W domu trudno skakać
Trener PGE Skry Bełchatów Michał Mieszko Gogol powiedział „Rz”, że jego zdaniem przerwa najbardziej mogła wpłynąć na formę młodych siatkarzy – ci bardziej doświadczeni mają lepszą pamięć mięśniową i dobre nawyki trenowali przez wiele lat.
– Przez dwa tygodnie w ogóle nie skakaliśmy podczas treningów. W domu ciężko to było robić, bo siatkarze mają po dwa metry. Ćwiczyliśmy w siłowni, biegaliśmy, wykonywaliśmy ćwiczenia techniczno-taktyczne. Uważaliśmy, żeby nie narazić się na kontuzje. Bałem się pierwszych ataków, łagodnie wprowadzałem drużynę w treningi – mówi Bednaruk.

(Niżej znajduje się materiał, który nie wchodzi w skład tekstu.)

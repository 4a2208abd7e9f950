//! Token validation against a provider-fetched signing key.

use crate::claims::ProvisioningClaims;
use crate::error::AuthError;
use crate::jwt::{decode_token, ValidationConfig};
use provena_secrets::SecretProvider;
use std::sync::Arc;
use tracing::debug;

/// Logical name of the token signing key in the secret provider.
pub const SIGNING_KEY_SECRET: &str = "token_signing_key";

/// Validates bearer tokens using a signing key fetched from a `SecretProvider`.
///
/// The key is fetched on every call. Caching, when enabled, lives inside the
/// provider so the validator stays oblivious to key lifetime policy.
#[derive(Clone)]
pub struct TokenValidator {
    secrets: Arc<dyn SecretProvider>,
    config: ValidationConfig,
}

impl TokenValidator {
    /// Create a validator with default validation settings.
    pub fn new(secrets: Arc<dyn SecretProvider>) -> Self {
        Self {
            secrets,
            config: ValidationConfig::default(),
        }
    }

    /// Create a validator with custom validation settings.
    pub fn with_config(secrets: Arc<dyn SecretProvider>, config: ValidationConfig) -> Self {
        Self { secrets, config }
    }

    /// Validate a raw authorization header value and return its claims.
    ///
    /// Accepts the token with or without a `Bearer ` prefix.
    ///
    /// # Errors
    ///
    /// `AuthError::KeyUnavailable` when the signing key cannot be fetched;
    /// any other variant means the token itself failed validation.
    pub async fn validate(&self, raw: &str) -> Result<ProvisioningClaims, AuthError> {
        let token = raw.strip_prefix("Bearer ").unwrap_or(raw).trim();
        if token.is_empty() {
            return Err(AuthError::InvalidToken("Empty token".to_string()));
        }

        let key = self.secrets.get_secret(SIGNING_KEY_SECRET).await?;
        debug!(provider = self.secrets.provider_type(), "signing key fetched");

        decode_token(token, &key.value, &self.config)
    }
}

#[cfg(test)]
mod tests {
    use super::*;
    use crate::jwt::encode_token;
    use async_trait::async_trait;
    use provena_secrets::{SecretError, SecretValue};

    const TEST_KEY: &[u8] = b"validator-test-key";

    struct StaticSecretProvider {
        value: Vec<u8>,
    }

    #[async_trait]
    impl SecretProvider for StaticSecretProvider {
        async fn get_secret(&self, name: &str) -> Result<SecretValue, SecretError> {
            Ok(SecretValue::new(name, self.value.clone()))
        }

        async fn health_check(&self) -> Result<bool, SecretError> {
            Ok(true)
        }

        fn provider_type(&self) -> &'static str {
            "static"
        }
    }

    struct FailingSecretProvider;

    #[async_trait]
    impl SecretProvider for FailingSecretProvider {
        async fn get_secret(&self, _name: &str) -> Result<SecretValue, SecretError> {
            Err(SecretError::ProviderUnavailable {
                provider: "static".to_string(),
                detail: "simulated outage".to_string(),
            })
        }

        async fn health_check(&self) -> Result<bool, SecretError> {
            Ok(false)
        }

        fn provider_type(&self) -> &'static str {
            "static"
        }
    }

    fn validator() -> TokenValidator {
        TokenValidator::new(Arc::new(StaticSecretProvider {
            value: TEST_KEY.to_vec(),
        }))
    }

    fn signed_token() -> String {
        let claims = ProvisioningClaims::builder()
            .tenant("acme")
            .role("super_admin")
            .expires_in_secs(3600)
            .build();
        encode_token(&claims, TEST_KEY).unwrap()
    }

    #[tokio::test]
    async fn test_validate_accepts_bearer_prefix() {
        let token = signed_token();

        let claims = validator().validate(&format!("Bearer {token}")).await.unwrap();
        assert_eq!(claims.data.tenan, "acme");

        let claims = validator().validate(&token).await.unwrap();
        assert_eq!(claims.data.tenan, "acme");
    }

    #[tokio::test]
    async fn test_validate_empty_token() {
        let err = validator().validate("Bearer ").await.unwrap_err();
        assert!(matches!(err, AuthError::InvalidToken(_)));
        assert!(!err.is_key_failure());
    }

    #[tokio::test]
    async fn test_validate_wrong_key_is_not_key_failure() {
        let claims = ProvisioningClaims::builder()
            .tenant("acme")
            .role("super_admin")
            .expires_in_secs(3600)
            .build();
        let token = encode_token(&claims, b"some-other-key").unwrap();

        let err = validator().validate(&token).await.unwrap_err();
        assert!(err.is_invalid_signature());
        assert!(!err.is_key_failure());
    }

    #[tokio::test]
    async fn test_validate_key_fetch_failure() {
        let validator = TokenValidator::new(Arc::new(FailingSecretProvider));
        let err = validator.validate(&signed_token()).await.unwrap_err();
        assert!(err.is_key_failure());
    }
}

Przez kilka miesięcy siatkarze nie grali, dlatego niektórzy cieszyli się, że Polska Liga Siatkówki zorganizowała cykl PreZero Grand Prix, chociaż ci, którzy w nim wystąpili, musieli zmieniać plany przygotowań. – Chcieliśmy, żeby kibice przywitali się z zawodnikami po dłuższej przerwie, dlatego wystawiliśmy najlepszy skład. Fani pojechali za nami na finały do Gdańska. Turnieje były po to, żeby móc powiedzieć im cześć, chociaż na odległość – opowiada trener Bednaruk.